Esther Duflo s'inscrit donc en faux contre toute l'économie classique et
l'école du choix rationnel qui envisagent que les individus font de bons
choix pourvu qu'on leur permettre de choisir. Disant cela à Esther Duflo, je
me fais traiter « d'idéologue » ! Plenel soutient, sans surprise, Esther
Duflo. Je fais observer que toutes les ONG et organisations internationales
au monde ne sont que des infirmeries, efficaces quand elles suivent les
recommandations d'Esther Duflo, mais seulement des infirmeries. En réalité,
ce n’est pas de la théorie ni de l’idéologie, seules de bonnes politiques
économiques sont parvenues, depuis quarante ans, à sortir de la pauvreté,
plusieurs milliards d'hommes et de femmes. J'ajoute que cette sortie massive
de la pauvreté a commencé lorsque des pays aussi différents que le Brésil,
l'Inde ou la Chine ont renoncé au socialisme pour se convertir à l'économie
de marché.
Réponse d'Esther Duflo : "Ces trois pays ont suivi des politiques très
différentes, on ne sait pas expliquer la croissance". On reste stupéfait
: l'histoire économique, l'expérience ne nous auraient donc rien enseigné ?
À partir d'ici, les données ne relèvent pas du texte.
//! Credentials and chain selection shared by every resource client.

use std::fmt;

use base64::{Engine as _, engine::general_purpose::STANDARD};

use super::Chain;

/// Immutable access options owned by one [`Kas`](crate::Kas) client.
///
/// The `Authorization` header value is derived once, at construction.
#[derive(Clone, PartialEq, Eq)]
pub struct AccessOptions {
    chain: Chain,
    access_key_id: String,
    secret_access_key: String,
    auth: String,
}

impl AccessOptions {
    /// Create access options for a chain and a KAS credential pair.
    pub fn new(
        chain: impl Into<Chain>,
        access_key_id: impl Into<String>,
        secret_access_key: impl Into<String>,
    ) -> Self {
        let access_key_id = access_key_id.into();
        let secret_access_key = secret_access_key.into();
        let auth = format!(
            "Basic {}",
            STANDARD.encode(format!("{access_key_id}:{secret_access_key}"))
        );
        Self {
            chain: chain.into(),
            access_key_id,
            secret_access_key,
            auth,
        }
    }

    /// The chain every request is routed to.
    pub fn chain(&self) -> Chain {
        self.chain
    }

    /// The numeric chain id, as sent in the `x-chain-id` header.
    pub fn chain_id(&self) -> u64 {
        self.chain.id()
    }

    pub fn access_key_id(&self) -> &str {
        &self.access_key_id
    }

    pub fn secret_access_key(&self) -> &str {
        &self.secret_access_key
    }

    /// The HTTP basic-auth header value.
    pub fn auth(&self) -> &str {
        &self.auth
    }
}

impl fmt::Debug for AccessOptions {
    fn fmt(&self, f: &mut fmt::Formatter<'_>) -> fmt::Result {
        f.debug_struct("AccessOptions")
            .field("chain", &self.chain)
            .field("access_key_id", &self.access_key_id)
            .field("secret_access_key", &"<redacted>")
            .finish()
    }
}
Plenel surenchérit et m'accuse de poursuivre un combat dépassé. S'il est
dépassé, pourquoi la Birmanie est-elle pauvre et la plus grande partie de
l'Afrique ? C'est tout de même bien parce qu'il y est interdit
d'entreprendre. En vérité, Esther Duflo et Plenel refusent d'avouer la
défaite totale du socialisme pour le développement ; le terme même
d'économie de marché les horripile. Pour ne pas reconnaître leur déroute,
ils nous assurent que la guerre n'a pas eu lieu : y revenir, ce serait
sombrer dans « l'idéologie ». Eux sont des scientifiques qui ne se
prononcent pas sur la base d'idées préconçues, mais en fonction de
l'efficacité démontrée ou non des programmes.
Cette posture scientifique est-elle neuve à gauche ? Pas vraiment. Rappelons
que, pour Karl Marx et les marxistes, le socialisme était une science. Marx
avait fondé le « socialisme scientifique » contre le « socialisme utopique
». Parions que cette dialectique se retrouvera bientôt dans la campagne
présidentielle : la Gauche se présentera comme le Parti scientifique et
efficace et accusera ses adversaires d'être idéologues.
Derrière les moustiquaires d'Esther Duflo, on devine la réinvention du
socialisme de technocrates, caractéristique de la France : une élite
d'enseignants et de hauts fonctionnaires serait la mieux qualifiée pour
organiser notre bonheur, puisque le citoyen laissé à lui-même (voyez ce
pauvre Marocain !) est incapable de choisir ce qui est bon pour lui.